→ WORK TASK
Copy the listing below line for line, from its opening line to the one with "pub struct ResultReport", both included; stop there.

→ SUPPLIED ENTRIES
//! Aggregation of task outcomes into a summary report.
//!
//! Counts executions per status code and tracks latency extremes. Individual
//! results are not retained.

use std::collections::BTreeMap;
use std::time::Duration;

use serde::Serialize;
use tokio::sync::Mutex;

use super::TaskOutcome;

/// Summary of every outcome recorded so far.
#[derive(Debug, Clone, Default, PartialEq, Serialize)]
pub struct ResultReport {
    /// Number of completed executions per status code.
    pub status_codes: BTreeMap<u16, u64>,
    /// Executions answered with a status below 400.
    pub successes: u64,
    /// Executions that failed before producing a status.
    pub failures: u64,
    /// Average latency of completed executions, in milliseconds.
    pub average_latency_ms: f64,
    /// Fastest completed execution, in milliseconds.
    pub min_latency_ms: Option<u64>,
    /// Slowest completed execution, in milliseconds.
    pub max_latency_ms: Option<u64>,
}

impl ResultReport {
    /// Executions that produced a status code.
    pub fn responses(&self) -> u64 {
        self.status_codes.values().sum()
    }

    /// All recorded executions.
    pub fn total(&self) -> u64 {
        self.responses() + self.failures
    }
}

#[derive(Debug, Default)]
struct Totals {
    status_codes: BTreeMap<u16, u64>,
    successes: u64,
    failures: u64,
    total_latency: Duration,
    min_latency: Option<Duration>,
    max_latency: Option<Duration>,
}

/// Shared recorder fed by pool lanes.
#[derive(Debug, Default)]
pub struct ResultRecorder {
    totals: Mutex<Totals>,
}

impl ResultRecorder {
    pub fn new() -> Self {
        Self::default()
    }

    /// Records a completed execution.
    pub async fn record_outcome(&self, outcome: &TaskOutcome) {
        let mut totals = self.totals.lock().await;
        *totals.status_codes.entry(outcome.status).or_insert(0) += 1;
        if outcome.is_success() {
            totals.successes += 1;
        }
        totals.total_latency += outcome.elapsed;
        totals.min_latency = Some(
            totals
                .min_latency
                .map_or(outcome.elapsed, |m| m.min(outcome.elapsed)),
        );
        totals.max_latency = Some(
            totals
                .max_latency
                .map_or(outcome.elapsed, |m| m.max(outcome.elapsed)),
        );
    }

    /// Records an execution that failed.
    pub async fn record_failure(&self) {
        self.totals.lock().await.failures += 1;
    }

    /// Returns the current summary.
    pub async fn report(&self) -> ResultReport {
        let totals = self.totals.lock().await;
        let responses: u64 = totals.status_codes.values().sum();
        let average_latency_ms = if responses > 0 {
            totals.total_latency.as_secs_f64() * 1000.0 / responses as f64
        } else {
            0.0
        };

        ResultReport {
            status_codes: totals.status_codes.clone(),
            successes: totals.successes,
            failures: totals.failures,
            average_latency_ms,
            min_latency_ms: totals.min_latency.map(|d| d.as_millis() as u64),
            max_latency_ms: totals.max_latency.map(|d| d.as_millis() as u64),
        }
    }
}

#[cfg(test)]
mod tests {
    use super::*;

    #[tokio::test]
    async fn test_empty_report() {
        let report = ResultRecorder::new().report().await;
        assert_eq!(report, ResultReport::default());
        assert_eq!(report.total(), 0);
    }

    #[tokio::test]
    async fn test_report_aggregates_outcomes() {
        let recorder = ResultRecorder::new();
        recorder
            .record_outcome(&TaskOutcome::new(200, Duration::from_millis(10)))
            .await;
        recorder
            .record_outcome(&TaskOutcome::new(200, Duration::from_millis(30)))
            .await;
        recorder
            .record_outcome(&TaskOutcome::new(500, Duration::from_millis(20)))
            .await;
        recorder.record_failure().await;

        let report = recorder.report().await;
        assert_eq!(report.status_codes.get(&200), Some(&2));
        assert_eq!(report.status_codes.get(&500), Some(&1));
        assert_eq!(report.successes, 2);
        assert_eq!(report.failures, 1);
        assert_eq!(report.responses(), 3);
        assert_eq!(report.total(), 4);
        assert!((report.average_latency_ms - 20.0).abs() < 0.001);
        assert_eq!(report.min_latency_ms, Some(10));
        assert_eq!(report.max_latency_ms, Some(30));
    }

    #[tokio::test]
    async fn test_report_serializes_to_json() {
        let recorder = ResultRecorder::new();
        recorder
            .record_outcome(&TaskOutcome::new(204, Duration::from_millis(5)))
            .await;

        let json = serde_json::to_value(recorder.report().await).unwrap();
        assert_eq!(json["status_codes"]["204"], 1);
        assert_eq!(json["successes"], 1);
        assert_eq!(json["failures"], 0);
    }

    #[tokio::test]
    async fn test_redirects_count_as_successes_and_client_errors_do_not() {
        let recorder = ResultRecorder::new();
        for status in [301, 399, 400, 404] {
            recorder
                .record_outcome(&TaskOutcome::new(status, Duration::from_millis(1)))
                .await;
        }

        let report = recorder.report().await;
        assert_eq!(report.responses(), 4);
        assert_eq!(report.successes, 2);
    }
}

→ COMPLETED TASK
//! Aggregation of task outcomes into a summary report.
//!
//! Counts executions per status code and tracks latency extremes. Individual
//! results are not retained.

use std::collections::BTreeMap;
use std::time::Duration;

use serde::Serialize;
use tokio::sync::Mutex;

use super::TaskOutcome;

/// Summary of every outcome recorded so far.
#[derive(Debug, Clone, Default, PartialEq, Serialize)]
pub struct ResultReport {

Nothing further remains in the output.